We need bicycle control! Background checks for all bicycle purchases, all bicycle owners will be registered at the time of purchase and will need an operator's permit for any bicycle that has more than one gear. Said permit to be issued by the NYPD after the bicycle owner completes a safe bicycling course and is certified by the instructor, who has also been certified by the NYPD. There will be no private sales of bicycles of more than one gear without background checks and bicycles of more than 3 gears will only be sold by federally licensed bicycle dealers. Recumbent bicycles will be banned because they can't be seen in traffic.

There is no Constitutional amendment dealing with bicycles. Joy!

Michael said...

Lots of Marfia in the ready mix business in NYC. Be careful who you sue.

Richard said...

Jay Vogt said...
As a cyclist, you have to be on defense 100% of the time. A friend of mine likens it to a video game; think of it as deadly threats are coming at you from every direction, at unpredictable times in unknown forms. You run up the score by avoiding being killed by them.

frogger

Narayanan said...

Irregardless...."
Not a word.
"Regardless," yes.
"Irrespective," yes.
"Irregardless," NO.

I always translate
Irregardless As regardmore or do not ignore.

What say you then?


Original Mike said...

Blogger RK said..."If you drive on the UW-Madison campus like I do, you'll notice the pedestrians have earbuds in and are often looking at their phones as the cross the street. The bicyclists are a little better, but not much."

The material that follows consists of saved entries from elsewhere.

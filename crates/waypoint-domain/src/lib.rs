//! Waypoint domain model
//!
//! Defines the entities the refresh pipeline operates on:
//! - Typed identifiers for tenants, roadmaps, sections, packs and items
//! - Work items and their lifecycle statuses
//! - Roadmaps, sections and the version tag carried in the status field
//! - Metric snapshots, outcomes and audit events
//!
//! Everything here is plain data: no I/O, no persistence assumptions.

pub mod entities;
pub mod ids;
pub mod status;
pub mod version;

pub use entities::{
    AgentConfig, AuditEvent, CompletionStat, MetricSnapshot, Outcome, Roadmap, RoadmapSection,
    TicketPack, WorkItem,
};
pub use ids::{
    AgentConfigId, AuditEventId, RoadmapId, SectionId, TenantId, TicketPackId, UserId, WorkItemId,
};
pub use status::{SectionStatus, WorkItemStatus};
pub use version::VersionTag;
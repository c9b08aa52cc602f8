//! Waypoint refresh
//!
//! The versioner at the center of the pipeline. A refresh:
//! 1. Loads a roadmap's sections and its ticket pack
//! 2. Aggregates ticket completion per system
//! 3. Inserts a new roadmap row under a bumped version tag
//! 4. Re-projects every section's status and copies it across
//! 5. Appends an outcomes section when enough measurements exist
//! 6. Records an audit event for tenants with an agent configuration
//!
//! Collaborators are injected as store traits; see [`service::RefreshService`].

pub mod config;
pub mod error;
pub mod service;

pub use config::RefreshConfig;
pub use error::RefreshError;
pub use service::{RefreshOutcome, RefreshService};
//! Collaborator trait seams
//!
//! One trait per persistence concern. The refresh service only ever sees
//! these traits; which backend satisfies them is the caller's business.
//! All failures surface as [`StoreError`] and pass through the service
//! untouched.

use async_trait::async_trait;
use waypoint_domain::{
    AgentConfig, AuditEvent, MetricSnapshot, Outcome, Roadmap, RoadmapId, RoadmapSection,
    TenantId, TicketPack, TicketPackId, WorkItem,
};

/// Persistence-layer failure
#[derive(Debug, Clone, thiserror::Error)]
pub enum StoreError {
    /// The backend rejected or failed the operation
    #[error("storage backend failure: {0}")]
    Backend(String),

    /// The backend could not be reached
    #[error("storage backend unavailable: {0}")]
    Unavailable(String),
}

/// Roadmap rows
///
/// Refresh never updates a roadmap in place; versioning is append-only.
#[async_trait]
pub trait RoadmapStore: Send + Sync {
    /// Fetch a roadmap by id
    async fn fetch(&self, id: RoadmapId) -> Result<Option<Roadmap>, StoreError>;

    /// Insert a new roadmap row
    async fn insert(&self, roadmap: Roadmap) -> Result<(), StoreError>;
}

/// Roadmap section rows
#[async_trait]
pub trait SectionStore: Send + Sync {
    /// All sections of a roadmap, ordered by section number ascending
    async fn list_for_roadmap(
        &self,
        roadmap_id: RoadmapId,
    ) -> Result<Vec<RoadmapSection>, StoreError>;

    /// Insert or update a section, keyed by `(roadmap_id, section_number)`
    async fn upsert(&self, section: RoadmapSection) -> Result<(), StoreError>;
}

/// Ticket packs and their work items
#[async_trait]
pub trait TicketPackStore: Send + Sync {
    /// The pack tracking a roadmap for a tenant, if one exists
    async fn find_pack(
        &self,
        tenant_id: TenantId,
        roadmap_id: RoadmapId,
    ) -> Result<Option<TicketPack>, StoreError>;

    /// All work items in a pack
    async fn items_for_pack(&self, pack_id: TicketPackId) -> Result<Vec<WorkItem>, StoreError>;
}

/// Metric snapshots and computed outcomes
#[async_trait]
pub trait MetricsStore: Send + Sync {
    /// Snapshots for a roadmap in chronological order
    async fn snapshots(
        &self,
        tenant_id: TenantId,
        roadmap_id: RoadmapId,
    ) -> Result<Vec<MetricSnapshot>, StoreError>;

    /// The computed outcome for a roadmap, if one exists
    async fn outcome(
        &self,
        tenant_id: TenantId,
        roadmap_id: RoadmapId,
    ) -> Result<Option<Outcome>, StoreError>;
}

/// Agent configuration lookup and the audit trail
#[async_trait]
pub trait AuditStore: Send + Sync {
    /// The tenant's agent configuration, if one exists
    async fn agent_config(&self, tenant_id: TenantId) -> Result<Option<AgentConfig>, StoreError>;

    /// Append an audit event
    async fn record(&self, event: AuditEvent) -> Result<(), StoreError>;
}
use clap::{value_parser, Arg, ArgAction, Command};
use std::path::PathBuf;
use std::sync::Arc;
use waypoint_refresh::{RefreshConfig, RefreshService};
use waypoint_rollup::pack_summary;
use waypoint_store::{MemoryStore, TicketPackStore};
use waypoint_test_utils::seed_portfolio;

#[tokio::main]
async fn main() -> anyhow::Result<()> {
    tracing_subscriber::fmt()
        .with_env_filter(tracing_subscriber::EnvFilter::from_default_env())
        .init();

    let cli = Command::new("waypoint")
        .version("0.1.0")
        .about("Strategic roadmap refresh pipeline")
        .arg_required_else_help(true)
        .subcommand(
            Command::new("demo")
                .about("Seed an in-memory portfolio and run refreshes against it")
                .arg(
                    Arg::new("refreshes")
                        .long("refreshes")
                        .default_value("3")
                        .value_parser(value_parser!(usize))
                        .help("Number of sequential refreshes to run"),
                )
                .arg(
                    Arg::new("config")
                        .long("config")
                        .value_parser(value_parser!(PathBuf))
                        .help("TOML file overriding the refresh configuration"),
                )
                .arg(
                    Arg::new("json")
                        .long("json")
                        .action(ArgAction::SetTrue)
                        .help("Output results as JSON"),
                ),
        );

    let matches = cli.get_matches();

    match matches.subcommand() {
        Some(("demo", args)) => {
            let refreshes = *args.get_one::<usize>("refreshes").unwrap();
            let json = args.get_flag("json");
            let config = match args.get_one::<PathBuf>("config") {
                Some(path) => RefreshConfig::from_toml_str(&std::fs::read_to_string(path)?)?,
                None => RefreshConfig::default(),
            };

            let store = Arc::new(MemoryStore::new());
            let seeded = seed_portfolio(&store).await;
            let service = RefreshService::from_memory(&store).with_config(config);

            if !json {
                let items = store.items_for_pack(seeded.pack).await?;
                let summary = pack_summary(&items);
                println!(
                    "Seeded pack: {} tickets, {}% complete ({} done, {} in progress, {} blocked)",
                    summary.total,
                    summary.percent_complete,
                    summary.done,
                    summary.in_progress,
                    summary.blocked
                );
            }

            let mut results = Vec::new();
            for run in 1..=refreshes {
                let outcome = service.refresh(seeded.tenant, seeded.roadmap).await?;
                if !json {
                    println!(
                        "run {run}: new roadmap {} at {}",
                        outcome.new_roadmap_id, outcome.version
                    );
                }
                results.push(outcome);
            }

            if json {
                println!("{}", serde_json::to_string_pretty(&results)?);
            } else {
                println!();
                println!("Roadmap rows in store: {}", store.roadmap_count());
                println!("Audit events recorded: {}", store.audit_events().len());
            }
            Ok(())
        }
        _ => unreachable!("arg_required_else_help prints usage"),
    }
}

Yeah, I had a student-age guy step right in front of my car on Regent St last week. Earbuds, head buried in his phone. He never even noticed me as I stood on my brakes.

I simply don't understand this behavior.

Big Mike said...

I simply don't understand this behavior.

Go read up on the character of Jordan Baker in The Great Gatsby. Here's the key conversation between Jordan and Nick Carraway:

You're a rotten driver," I protested. "Either you ought to be more careful or you oughtn't to drive at all."

"I am careful."

"No, you're not."

"Well, other people are," she said lightly.

"What's that got to do with it?"

"They'll keep out of my way," she insisted. "It takes two to make an accident."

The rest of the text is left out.